Ela está a afastar-se e eu estou feliz por cumprir a inspecção dela. Nada lhe escapa, muito menos as olheiras debaixo dos meus olhos, que agora são visíveis sem a maquilhagem que costumava cobri-las.
– Estás linda, querida. É que estás a trabalhar demais e isso mostra. Precisas de descansar.
– Vou pensar nisso, avó.
Ela levanta uma sobrancelha céptica. Ela conhece-me bem demais.
– Está bem. Vou fazer um esforço enquanto estiveres aqui.
– Está bem. Tenciono passar o máximo de tempo possível contigo. Entretanto, tenho a certeza que temos muito sobre o que falar.

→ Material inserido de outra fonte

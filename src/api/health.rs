//! Health check endpoint

use crate::AppState;
use axum::{extract::State, routing::get, Json, Router};
use chrono::Utc;
use serde::Serialize;
use std::sync::Arc;

/// Health check response
#[derive(Debug, Serialize)]
pub struct HealthResponse {
    pub status: String,
    pub service: String,
    pub version: String,
    pub uptime_seconds: u64,
}

/// GET /health
pub async fn health_check(State(state): State<Arc<AppState>>) -> Json<HealthResponse> {
    let uptime = Utc::now().signed_duration_since(state.startup_time);
    let uptime_seconds = uptime.num_seconds().max(0) as u64;

    Json(HealthResponse {
        status: "ok".to_string(),
        service: "dojo-backend".to_string(),
        version: env!("CARGO_PKG_VERSION").to_string(),
        uptime_seconds,
    })
}

/// Build health check routes
pub fn routes() -> Router<Arc<AppState>> {
    Router::new().route("/health", get(health_check))
}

Duvido, mas isso não importa. Tudo o que quero é estar com ela, mesmo que não digamos nada uma à outra. Além disso, se eu não tiver nada para falar, talvez ela tenha. Eu sei que ela adora a sua nova casa no meio do nada. E do seu vizinho. Especialmente o seu vizinho. Ela fala dele cada vez que me liga. Acho que ela sonha, secretamente ou não, em arranjar-me um encontro com ele. A minha avó ainda tem sonhos para mim. Ela é adorável.
– Estás pronta para ir, Caitlyn? Os teus pais estão à nossa espera para irmos ao restaurante.
Sim, estão. O famoso jantar de família! A que só acontece na minha noite de abertura e que agora é o meu único contacto com os meus progenitores. No entanto, apesar da nossa total falta de contacto durante o resto do ano, não tenho absolutamente nada para lhes dizer, ou melhor, não posso falar com eles, por isso este jantar transforma-se rapidamente numa refeição silenciosa e desconfortável onde a minha avó luta durante duas horas para recriar laços familiares que realmente nunca existiram. Estou tão entusiasmada com isto como com a ideia de deixar o meu lugar como bailarina principal para a Agatha.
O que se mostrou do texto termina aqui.